Se trata, repitámoslo, de una discriminación por razón de sexo explícitamente repudiada por la Constitución. ¿Alguien imagina lo que diríamos si un inmigrante rumano o argelino, aplicando el principio de frecuencia que arguyen los magistrados, fuera castigado a penas más graves que un español o un ecuatoriano por la sola razón de su origen? ¿O que se penara más la agresión a la mujer por ser musulmán el agresor, dada la consideración de la mujer en el mundo islámico, considerando ideológico que también usan sus señorías? ¿O que se castigara más el envenenamiento si lo realizaba una mujer, poque suelen matarnos así? Una sola mujer que mate a su pareja (que podría también ser otra mujer) y reciba un castigo menor sólo por ser mujer, basta para deslegitimar esta barbaridad. De la que lo más grave es, sin duda, la simpleza y la ignorancia de la vida en la que se fundamenta.
La violencia en las parejas o cualquier otra forma de violencia han de ser reprimidas y castigadas de manera ejemplar, y no como ahora (acabo de leer que un violador de 23 años, con ¡diecisiete! violaciones a sus espaldas, acaba de ser puesto en la calle porque era menor cuando las realizó). Y si es necesario reformar lo que sea para condenar a cadena perpetua a los asesinos de niños, hágase, como pide la valiente familia gitana de Huelva, que ha dado ya varias lecciones de civilización y sentido común a la «superioridad» moral de los payos.
Pero jamás puede combatirse el delito con la injusticia. Los resultados de la Ley son además apabullantes, pues los crímenes no han hecho sino aumentar exponencialmente desde que la aprobaron. El odio no se combate con el agravio, que sólo produce más odio.
Ahora bien, lo que bate todas las marcas, lo que nos pone delante de la indecencia de este simulacro democrático que vivimos, es que el llamado Tribunal Constitucional, que propongo rebautizar como el Tribunal Inconstitucional, haya legitimado tamaño desmán contra toda razón. No hay un solo español que pueda decir que una discriminación tan obvia no va contra la Constitución. Salvo, claro, los siete miembros y miembras del TC que así lo han determinado.

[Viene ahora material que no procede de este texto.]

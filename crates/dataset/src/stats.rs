use std::collections::HashMap;

use serde::Serialize;

use crate::severity::Severity;
use crate::table::ReferenceTable;

#[derive(Debug, Clone, PartialEq, Eq, Serialize)]
pub struct SymptomFrequency {
    pub symptom: String,
    pub count: usize,
}

#[derive(Debug, Clone, PartialEq, Eq, Serialize)]
pub struct ConditionFrequency {
    pub condition: String,
    pub count: usize,
    pub severity: Severity,
}

/// Summary counts over a reference table.
#[derive(Debug, Clone, PartialEq, Eq, Serialize)]
pub struct DatasetStats {
    pub unique_symptoms: usize,
    pub unique_conditions: usize,
    pub total_records: usize,
    pub top_symptoms: Vec<SymptomFrequency>,
    pub top_conditions: Vec<ConditionFrequency>,
}

impl DatasetStats {
    /// Compute statistics, keeping the `top` most frequent symptoms and conditions.
    #[must_use]
    pub fn compute(table: &ReferenceTable, top: usize) -> Self {
        let symptom_counts = count_first_seen(table.rows().iter().map(|r| r.symptom.as_str()));
        let condition_counts =
            count_first_seen(table.rows().iter().map(|r| r.condition.as_str()));

        let unique_symptoms = symptom_counts.len();
        let unique_conditions = condition_counts.len();

        let top_symptoms = symptom_counts
            .into_iter()
            .take(top)
            .map(|(symptom, count)| SymptomFrequency {
                symptom: symptom.to_string(),
                count,
            })
            .collect();
        let top_conditions = condition_counts
            .into_iter()
            .take(top)
            .map(|(condition, count)| ConditionFrequency {
                condition: condition.to_string(),
                count,
                severity: table
                    .severity_of(condition)
                    .unwrap_or_else(|| Severity::default_for_condition(condition)),
            })
            .collect();

        Self {
            unique_symptoms,
            unique_conditions,
            total_records: table.len(),
            top_symptoms,
            top_conditions,
        }
    }
}

/// Occurrence counts sorted by count descending; equal counts keep first-seen order.
fn count_first_seen<'a>(values: impl Iterator<Item = &'a str>) -> Vec<(&'a str, usize)> {
    let mut index: HashMap<&str, usize> = HashMap::new();
    let mut counts: Vec<(&str, usize)> = Vec::new();
    for value in values {
        match index.get(value) {
            Some(&slot) => counts[slot].1 += 1,
            None => {
                index.insert(value, counts.len());
                counts.push((value, 1));
            }
        }
    }
    counts.sort_by(|a, b| b.1.cmp(&a.1));
    counts
}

Caiga sobre ellos la vergüenza infinita de los que sirven a su señor, y no a la Justicia ni a los españoles. La consecuencia es aplastante: la creciente decepción y lejanía de los ciudadanos respecto de las instituciones. Ya no hay nada que esperar de unas castas instalada en el presupuesto y convertidas en nomenklatura, que juegan y viven en su endogamia de privilegiados y se nutren del humus de su desfachatez.
Ya sólo podemos confiar en que las María Poza, la gente decente que queda en un sistema judicial tan corroído de sectarismo, jueces estrella, leyes injustas e ‘hipogresía’, sea la que en el futuro nos devuelva el respeto por una Justicia independiente sin la que el único horizonte es la tiranía.